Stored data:

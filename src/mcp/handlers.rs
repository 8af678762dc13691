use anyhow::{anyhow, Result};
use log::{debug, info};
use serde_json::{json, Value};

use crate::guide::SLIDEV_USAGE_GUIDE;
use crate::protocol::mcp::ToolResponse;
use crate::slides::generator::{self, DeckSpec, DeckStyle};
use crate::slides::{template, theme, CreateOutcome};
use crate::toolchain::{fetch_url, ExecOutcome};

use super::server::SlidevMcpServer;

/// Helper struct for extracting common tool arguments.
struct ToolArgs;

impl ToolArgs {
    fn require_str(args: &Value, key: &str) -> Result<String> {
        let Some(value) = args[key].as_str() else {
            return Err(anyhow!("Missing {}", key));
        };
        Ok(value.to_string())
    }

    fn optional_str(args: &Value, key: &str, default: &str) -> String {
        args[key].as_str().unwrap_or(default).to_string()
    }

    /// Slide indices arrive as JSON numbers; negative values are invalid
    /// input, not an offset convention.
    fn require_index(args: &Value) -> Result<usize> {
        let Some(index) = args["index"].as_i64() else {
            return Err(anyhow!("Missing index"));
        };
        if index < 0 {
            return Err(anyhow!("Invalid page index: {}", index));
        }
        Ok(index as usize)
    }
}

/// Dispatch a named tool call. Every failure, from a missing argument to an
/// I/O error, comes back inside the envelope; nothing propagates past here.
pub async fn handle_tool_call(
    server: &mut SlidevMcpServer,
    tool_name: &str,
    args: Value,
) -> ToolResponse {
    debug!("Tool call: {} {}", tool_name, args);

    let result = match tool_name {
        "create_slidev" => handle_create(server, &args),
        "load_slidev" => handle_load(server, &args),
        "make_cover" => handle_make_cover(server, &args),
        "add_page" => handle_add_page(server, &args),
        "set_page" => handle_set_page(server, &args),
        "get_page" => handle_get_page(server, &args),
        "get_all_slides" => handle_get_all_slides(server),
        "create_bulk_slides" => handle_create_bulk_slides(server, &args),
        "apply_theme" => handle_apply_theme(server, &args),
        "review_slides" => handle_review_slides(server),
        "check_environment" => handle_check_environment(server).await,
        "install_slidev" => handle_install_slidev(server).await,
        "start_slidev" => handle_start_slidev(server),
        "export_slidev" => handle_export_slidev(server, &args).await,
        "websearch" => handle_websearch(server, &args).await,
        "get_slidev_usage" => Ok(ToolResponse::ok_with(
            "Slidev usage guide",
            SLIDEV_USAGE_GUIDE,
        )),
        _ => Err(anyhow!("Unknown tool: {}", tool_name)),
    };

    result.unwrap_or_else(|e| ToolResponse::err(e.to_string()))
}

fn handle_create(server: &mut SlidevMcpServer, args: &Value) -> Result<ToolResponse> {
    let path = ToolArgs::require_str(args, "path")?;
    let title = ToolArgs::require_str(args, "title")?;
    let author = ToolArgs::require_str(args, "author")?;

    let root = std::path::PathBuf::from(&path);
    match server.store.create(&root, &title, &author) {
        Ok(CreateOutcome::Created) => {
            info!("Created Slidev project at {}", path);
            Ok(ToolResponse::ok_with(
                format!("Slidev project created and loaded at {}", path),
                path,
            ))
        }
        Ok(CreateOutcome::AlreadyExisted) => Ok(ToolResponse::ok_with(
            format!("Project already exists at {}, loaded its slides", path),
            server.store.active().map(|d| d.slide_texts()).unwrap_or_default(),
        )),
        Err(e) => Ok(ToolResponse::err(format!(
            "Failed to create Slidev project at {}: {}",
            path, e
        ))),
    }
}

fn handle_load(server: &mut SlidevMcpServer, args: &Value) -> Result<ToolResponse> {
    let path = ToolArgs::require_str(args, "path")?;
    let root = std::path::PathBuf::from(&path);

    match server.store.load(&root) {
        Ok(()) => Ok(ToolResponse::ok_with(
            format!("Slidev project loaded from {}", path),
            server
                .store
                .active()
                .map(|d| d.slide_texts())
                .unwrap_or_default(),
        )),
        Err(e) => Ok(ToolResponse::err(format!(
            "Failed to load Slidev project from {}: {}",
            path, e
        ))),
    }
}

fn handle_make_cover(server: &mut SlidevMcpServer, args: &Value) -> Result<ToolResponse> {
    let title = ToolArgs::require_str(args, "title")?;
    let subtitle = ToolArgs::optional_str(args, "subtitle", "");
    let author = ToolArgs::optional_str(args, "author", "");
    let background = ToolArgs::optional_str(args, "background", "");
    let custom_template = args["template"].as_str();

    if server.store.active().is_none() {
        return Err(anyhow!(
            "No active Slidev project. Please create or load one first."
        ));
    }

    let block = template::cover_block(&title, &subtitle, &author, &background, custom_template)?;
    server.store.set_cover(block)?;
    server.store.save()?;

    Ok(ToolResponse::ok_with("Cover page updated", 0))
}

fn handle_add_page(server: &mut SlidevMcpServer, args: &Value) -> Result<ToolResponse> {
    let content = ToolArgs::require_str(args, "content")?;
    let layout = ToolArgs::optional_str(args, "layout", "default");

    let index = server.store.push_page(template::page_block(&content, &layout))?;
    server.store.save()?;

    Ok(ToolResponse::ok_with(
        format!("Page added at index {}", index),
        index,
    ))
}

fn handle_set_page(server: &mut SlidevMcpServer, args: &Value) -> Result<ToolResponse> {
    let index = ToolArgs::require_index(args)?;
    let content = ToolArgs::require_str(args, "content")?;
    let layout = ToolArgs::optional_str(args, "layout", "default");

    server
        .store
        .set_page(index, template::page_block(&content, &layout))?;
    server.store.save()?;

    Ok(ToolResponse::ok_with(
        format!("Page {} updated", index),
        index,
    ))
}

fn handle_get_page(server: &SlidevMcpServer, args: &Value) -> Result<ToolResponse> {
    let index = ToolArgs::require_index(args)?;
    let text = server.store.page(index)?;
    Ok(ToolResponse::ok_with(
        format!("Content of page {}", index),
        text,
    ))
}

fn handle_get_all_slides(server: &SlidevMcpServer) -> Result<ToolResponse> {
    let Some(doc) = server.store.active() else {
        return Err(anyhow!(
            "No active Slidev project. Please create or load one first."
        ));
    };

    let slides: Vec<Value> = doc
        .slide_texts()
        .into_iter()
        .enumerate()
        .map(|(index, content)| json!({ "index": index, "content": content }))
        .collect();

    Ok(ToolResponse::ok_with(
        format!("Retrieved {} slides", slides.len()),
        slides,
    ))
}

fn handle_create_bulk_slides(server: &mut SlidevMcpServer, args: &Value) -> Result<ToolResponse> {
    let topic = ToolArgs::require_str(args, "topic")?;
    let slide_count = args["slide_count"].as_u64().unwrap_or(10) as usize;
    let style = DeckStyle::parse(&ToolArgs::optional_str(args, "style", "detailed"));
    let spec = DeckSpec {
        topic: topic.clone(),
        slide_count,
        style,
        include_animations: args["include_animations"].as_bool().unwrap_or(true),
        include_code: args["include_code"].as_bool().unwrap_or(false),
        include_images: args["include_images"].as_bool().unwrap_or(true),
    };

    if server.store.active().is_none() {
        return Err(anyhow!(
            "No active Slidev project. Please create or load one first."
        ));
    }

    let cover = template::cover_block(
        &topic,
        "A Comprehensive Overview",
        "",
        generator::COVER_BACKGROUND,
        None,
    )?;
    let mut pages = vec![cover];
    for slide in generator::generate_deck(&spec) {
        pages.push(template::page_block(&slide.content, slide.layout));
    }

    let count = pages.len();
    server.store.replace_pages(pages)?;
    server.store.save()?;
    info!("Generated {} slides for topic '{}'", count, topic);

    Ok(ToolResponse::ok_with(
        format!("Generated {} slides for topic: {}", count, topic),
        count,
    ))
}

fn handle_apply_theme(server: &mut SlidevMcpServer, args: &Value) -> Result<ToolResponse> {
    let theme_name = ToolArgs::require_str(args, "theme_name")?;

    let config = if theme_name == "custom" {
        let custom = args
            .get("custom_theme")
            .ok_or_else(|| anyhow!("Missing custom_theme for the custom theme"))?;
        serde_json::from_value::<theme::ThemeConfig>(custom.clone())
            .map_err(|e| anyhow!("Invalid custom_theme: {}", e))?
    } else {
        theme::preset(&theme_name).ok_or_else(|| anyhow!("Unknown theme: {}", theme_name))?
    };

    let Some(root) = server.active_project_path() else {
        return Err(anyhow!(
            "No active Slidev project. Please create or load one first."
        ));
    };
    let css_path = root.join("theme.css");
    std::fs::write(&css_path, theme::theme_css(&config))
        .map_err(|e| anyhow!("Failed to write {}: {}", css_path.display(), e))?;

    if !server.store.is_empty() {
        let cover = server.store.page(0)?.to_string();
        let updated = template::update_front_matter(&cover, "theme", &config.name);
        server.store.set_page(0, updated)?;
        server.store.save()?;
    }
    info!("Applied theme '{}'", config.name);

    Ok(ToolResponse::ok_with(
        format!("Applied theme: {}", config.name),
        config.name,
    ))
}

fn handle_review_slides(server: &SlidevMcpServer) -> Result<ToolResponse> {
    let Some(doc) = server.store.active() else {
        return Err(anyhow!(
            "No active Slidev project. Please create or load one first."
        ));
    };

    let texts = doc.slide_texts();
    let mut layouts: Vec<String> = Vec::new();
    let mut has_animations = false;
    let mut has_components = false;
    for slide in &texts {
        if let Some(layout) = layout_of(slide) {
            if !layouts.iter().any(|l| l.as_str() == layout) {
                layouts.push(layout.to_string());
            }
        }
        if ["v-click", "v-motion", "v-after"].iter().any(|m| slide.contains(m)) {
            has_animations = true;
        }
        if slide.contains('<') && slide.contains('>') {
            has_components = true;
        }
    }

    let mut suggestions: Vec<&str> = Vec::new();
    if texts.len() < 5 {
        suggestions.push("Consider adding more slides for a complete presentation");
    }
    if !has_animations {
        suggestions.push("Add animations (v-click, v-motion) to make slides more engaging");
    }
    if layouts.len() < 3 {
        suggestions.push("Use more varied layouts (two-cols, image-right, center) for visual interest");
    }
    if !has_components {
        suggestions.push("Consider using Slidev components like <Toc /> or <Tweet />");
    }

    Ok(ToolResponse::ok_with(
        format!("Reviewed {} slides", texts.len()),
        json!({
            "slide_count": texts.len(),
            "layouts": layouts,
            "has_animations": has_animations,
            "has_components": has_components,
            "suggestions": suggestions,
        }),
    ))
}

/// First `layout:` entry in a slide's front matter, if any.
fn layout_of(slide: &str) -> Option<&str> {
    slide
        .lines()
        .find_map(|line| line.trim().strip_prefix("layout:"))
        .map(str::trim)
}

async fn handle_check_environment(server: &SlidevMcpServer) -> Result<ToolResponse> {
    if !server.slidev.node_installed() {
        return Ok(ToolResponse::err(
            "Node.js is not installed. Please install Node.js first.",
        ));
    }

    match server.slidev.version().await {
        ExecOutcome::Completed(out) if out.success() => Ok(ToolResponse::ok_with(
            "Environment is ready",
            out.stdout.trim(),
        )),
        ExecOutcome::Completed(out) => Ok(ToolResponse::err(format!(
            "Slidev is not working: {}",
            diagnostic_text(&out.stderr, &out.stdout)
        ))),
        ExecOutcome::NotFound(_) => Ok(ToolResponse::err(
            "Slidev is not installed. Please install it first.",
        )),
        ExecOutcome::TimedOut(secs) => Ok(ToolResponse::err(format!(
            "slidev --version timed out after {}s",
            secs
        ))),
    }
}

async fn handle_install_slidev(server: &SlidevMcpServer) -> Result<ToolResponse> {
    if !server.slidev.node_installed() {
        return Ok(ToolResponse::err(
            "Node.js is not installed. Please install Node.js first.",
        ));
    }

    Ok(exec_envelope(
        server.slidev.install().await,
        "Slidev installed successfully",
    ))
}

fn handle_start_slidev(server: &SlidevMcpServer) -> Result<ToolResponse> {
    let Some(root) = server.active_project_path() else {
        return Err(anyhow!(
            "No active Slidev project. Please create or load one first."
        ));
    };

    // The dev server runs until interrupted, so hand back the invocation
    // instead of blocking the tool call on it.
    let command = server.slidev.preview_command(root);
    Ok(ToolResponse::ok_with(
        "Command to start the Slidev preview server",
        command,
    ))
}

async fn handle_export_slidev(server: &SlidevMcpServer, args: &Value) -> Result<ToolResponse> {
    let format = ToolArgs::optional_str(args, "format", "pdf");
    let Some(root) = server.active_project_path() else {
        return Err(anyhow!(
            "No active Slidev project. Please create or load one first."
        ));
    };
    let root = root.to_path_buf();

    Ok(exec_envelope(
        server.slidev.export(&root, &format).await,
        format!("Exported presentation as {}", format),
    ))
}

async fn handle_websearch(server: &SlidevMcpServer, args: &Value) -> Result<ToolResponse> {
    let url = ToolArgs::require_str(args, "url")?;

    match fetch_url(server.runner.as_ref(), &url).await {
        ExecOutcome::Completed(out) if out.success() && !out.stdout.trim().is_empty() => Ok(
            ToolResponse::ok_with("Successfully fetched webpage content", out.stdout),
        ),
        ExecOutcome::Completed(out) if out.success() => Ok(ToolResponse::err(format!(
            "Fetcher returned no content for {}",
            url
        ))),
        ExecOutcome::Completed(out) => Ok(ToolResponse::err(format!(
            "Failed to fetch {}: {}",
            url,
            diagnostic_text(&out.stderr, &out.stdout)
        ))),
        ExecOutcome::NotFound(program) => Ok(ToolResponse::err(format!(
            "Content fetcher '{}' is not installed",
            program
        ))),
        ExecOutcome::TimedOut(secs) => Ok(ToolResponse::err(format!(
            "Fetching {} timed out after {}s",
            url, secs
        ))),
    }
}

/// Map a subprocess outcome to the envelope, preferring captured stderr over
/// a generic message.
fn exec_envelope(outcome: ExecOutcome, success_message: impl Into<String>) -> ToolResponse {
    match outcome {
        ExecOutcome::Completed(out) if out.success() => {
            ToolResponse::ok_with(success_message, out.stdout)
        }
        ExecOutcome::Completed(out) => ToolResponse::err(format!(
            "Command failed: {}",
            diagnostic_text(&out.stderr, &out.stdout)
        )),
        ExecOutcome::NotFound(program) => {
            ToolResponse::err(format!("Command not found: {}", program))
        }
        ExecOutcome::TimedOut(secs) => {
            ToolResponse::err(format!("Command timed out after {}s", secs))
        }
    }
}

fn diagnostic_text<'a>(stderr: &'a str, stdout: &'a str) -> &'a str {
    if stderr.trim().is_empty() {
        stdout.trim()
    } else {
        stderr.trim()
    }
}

- _WORK INSTRUCTIONS_
Among the entries, count the lines that hold "trim". Reply with the count only.

- _RESULT_
7